Data supplied →
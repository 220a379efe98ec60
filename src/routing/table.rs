//! Route table construction.
//!
//! # Responsibilities
//! - Turn the `name → backend URL` mapping into validated routes
//! - Reject malformed backend URLs and colliding names
//! - Freeze the result; nothing mutates it while serving

use std::collections::btree_map::Entry;
use std::collections::BTreeMap;
use std::str::FromStr;

use axum::http::uri::{Authority, Scheme};
use url::Url;

use crate::config::ConfigError;
use crate::routing::director::Director;

/// One forwarding rule: requests under `prefix` go to `backend`.
#[derive(Debug, Clone)]
pub struct Route {
    name: String,
    prefix: String,
    backend: Url,
    director: Director,
}

impl Route {
    /// Validate a configured route.
    pub fn new(name: &str, backend_url: &str) -> Result<Self, ConfigError> {
        let prefix = normalize_route_name(name)
            .ok_or_else(|| ConfigError::InvalidRouteName(name.to_string()))?;

        let invalid = |reason: String| ConfigError::InvalidBackendUrl {
            route: name.to_string(),
            url: backend_url.to_string(),
            reason,
        };

        let backend = Url::parse(backend_url).map_err(|e| invalid(e.to_string()))?;

        if backend.scheme() != "http" {
            return Err(ConfigError::UnsupportedScheme {
                route: name.to_string(),
                scheme: backend.scheme().to_string(),
            });
        }

        let host = backend
            .host_str()
            .filter(|h| !h.is_empty())
            .ok_or_else(|| invalid("missing host".to_string()))?;

        let authority = match backend.port() {
            Some(port) => format!("{host}:{port}"),
            None => host.to_string(),
        };
        let authority = Authority::from_str(&authority).map_err(|e| invalid(e.to_string()))?;

        let director = Director::new(
            prefix.clone(),
            Scheme::HTTP,
            authority,
            backend.path(),
            backend.query().unwrap_or(""),
        );

        Ok(Self {
            name: name.to_string(),
            prefix,
            backend,
            director,
        })
    }

    /// Configured route name.
    pub fn name(&self) -> &str {
        &self.name
    }

    /// Public path prefix, e.g. `/svc`.
    pub fn prefix(&self) -> &str {
        &self.prefix
    }

    /// Parsed backend base URL.
    pub fn backend(&self) -> &Url {
        &self.backend
    }

    pub fn director(&self) -> &Director {
        &self.director
    }
}

/// Immutable set of routes keyed by prefix.
#[derive(Debug, Clone, Default)]
pub struct RouteTable {
    routes: Vec<Route>,
}

impl RouteTable {
    /// Build the table from the configured mapping.
    ///
    /// Fails on the first invalid entry; a partial table is never returned.
    pub fn from_config(routes: &BTreeMap<String, String>) -> Result<Self, ConfigError> {
        let mut by_prefix: BTreeMap<String, Route> = BTreeMap::new();

        for (name, backend_url) in routes {
            let route = Route::new(name, backend_url)?;
            match by_prefix.entry(route.prefix.clone()) {
                Entry::Vacant(slot) => {
                    slot.insert(route);
                }
                Entry::Occupied(existing) => {
                    return Err(ConfigError::DuplicateRoute {
                        first: existing.get().name.clone(),
                        second: route.name,
                        prefix: route.prefix,
                    });
                }
            }
        }

        Ok(Self {
            routes: by_prefix.into_values().collect(),
        })
    }

    /// Routes ordered by prefix.
    pub fn routes(&self) -> &[Route] {
        &self.routes
    }

    pub fn get(&self, prefix: &str) -> Option<&Route> {
        self.routes.iter().find(|r| r.prefix == prefix)
    }

    pub fn len(&self) -> usize {
        self.routes.len()
    }

    pub fn is_empty(&self) -> bool {
        self.routes.is_empty()
    }
}

/// Map a route name to its public prefix.
///
/// Surrounding slashes are ignored; empty, `.` and `..` segments and
/// characters that cannot appear in a request path are rejected.
fn normalize_route_name(name: &str) -> Option<String> {
    let trimmed = name.trim_matches('/');
    if trimmed.is_empty() {
        return None;
    }

    let valid = trimmed.split('/').all(|segment| {
        !segment.is_empty()
            && segment != "."
            && segment != ".."
            && !segment
                .chars()
                .any(|c| c.is_whitespace() || c.is_control() || c == '?' || c == '#')
    });

    valid.then(|| format!("/{trimmed}"))
}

Work to be completed →
The response must be an exact reproduction of all the entries.

Answer section →
repository 220a379efe98ec60
filename src/routing/table.rs
//! Route table construction.
//!
//! # Responsibilities
//! - Turn the `name → backend URL` mapping into validated routes
//! - Reject malformed backend URLs and colliding names
//! - Freeze the result; nothing mutates it while serving

use std::collections::btree_map::Entry;
use std::collections::BTreeMap;
use std::str::FromStr;

use axum::http::uri::{Authority, Scheme};
use url::Url;

use crate::config::ConfigError;
use crate::routing::director::Director;

/// One forwarding rule: requests under `prefix` go to `backend`.
#[derive(Debug, Clone)]
pub struct Route {
    name: String,
    prefix: String,
    backend: Url,
    director: Director,
}

impl Route {
    /// Validate a configured route.
    pub fn new(name: &str, backend_url: &str) -> Result<Self, ConfigError> {
        let prefix = normalize_route_name(name)
            .ok_or_else(|| ConfigError::InvalidRouteName(name.to_string()))?;

        let invalid = |reason: String| ConfigError::InvalidBackendUrl {
            route: name.to_string(),
            url: backend_url.to_string(),
            reason,
        };

        let backend = Url::parse(backend_url).map_err(|e| invalid(e.to_string()))?;

        if backend.scheme() != "http" {
            return Err(ConfigError::UnsupportedScheme {
                route: name.to_string(),
                scheme: backend.scheme().to_string(),
            });
        }

        let host = backend
            .host_str()
            .filter(|h| !h.is_empty())
            .ok_or_else(|| invalid("missing host".to_string()))?;

        let authority = match backend.port() {
            Some(port) => format!("{host}:{port}"),
            None => host.to_string(),
        };
        let authority = Authority::from_str(&authority).map_err(|e| invalid(e.to_string()))?;

        let director = Director::new(
            prefix.clone(),
            Scheme::HTTP,
            authority,
            backend.path(),
            backend.query().unwrap_or(""),
        );

        Ok(Self {
            name: name.to_string(),
            prefix,
            backend,
            director,
        })
    }

    /// Configured route name.
    pub fn name(&self) -> &str {
        &self.name
    }

    /// Public path prefix, e.g. `/svc`.
    pub fn prefix(&self) -> &str {
        &self.prefix
    }

    /// Parsed backend base URL.
    pub fn backend(&self) -> &Url {
        &self.backend
    }

    pub fn director(&self) -> &Director {
        &self.director
    }
}

/// Immutable set of routes keyed by prefix.
#[derive(Debug, Clone, Default)]
pub struct RouteTable {
    routes: Vec<Route>,
}

impl RouteTable {
    /// Build the table from the configured mapping.
    ///
    /// Fails on the first invalid entry; a partial table is never returned.
    pub fn from_config(routes: &BTreeMap<String, String>) -> Result<Self, ConfigError> {
        let mut by_prefix: BTreeMap<String, Route> = BTreeMap::new();

        for (name, backend_url) in routes {
            let route = Route::new(name, backend_url)?;
            match by_prefix.entry(route.prefix.clone()) {
                Entry::Vacant(slot) => {
                    slot.insert(route);
                }
                Entry::Occupied(existing) => {
                    return Err(ConfigError::DuplicateRoute {
                        first: existing.get().name.clone(),
                        second: route.name,
                        prefix: route.prefix,
                    });
                }
            }
        }

        Ok(Self {
            routes: by_prefix.into_values().collect(),
        })
    }

    /// Routes ordered by prefix.
    pub fn routes(&self) -> &[Route] {
        &self.routes
    }

    pub fn get(&self, prefix: &str) -> Option<&Route> {
        self.routes.iter().find(|r| r.prefix == prefix)
    }

    pub fn len(&self) -> usize {
        self.routes.len()
    }

    pub fn is_empty(&self) -> bool {
        self.routes.is_empty()
    }
}

/// Map a route name to its public prefix.
///
/// Surrounding slashes are ignored; empty, `.` and `..` segments and
/// characters that cannot appear in a request path are rejected.
fn normalize_route_name(name: &str) -> Option<String> {
    let trimmed = name.trim_matches('/');
    if trimmed.is_empty() {
        return None;
    }

    let valid = trimmed.split('/').all(|segment| {
        !segment.is_empty()
            && segment != "."
            && segment != ".."
            && !segment
                .chars()
                .any(|c| c.is_whitespace() || c.is_control() || c == '?' || c == '#')
    });

    valid.then(|| format!("/{trimmed}"))
}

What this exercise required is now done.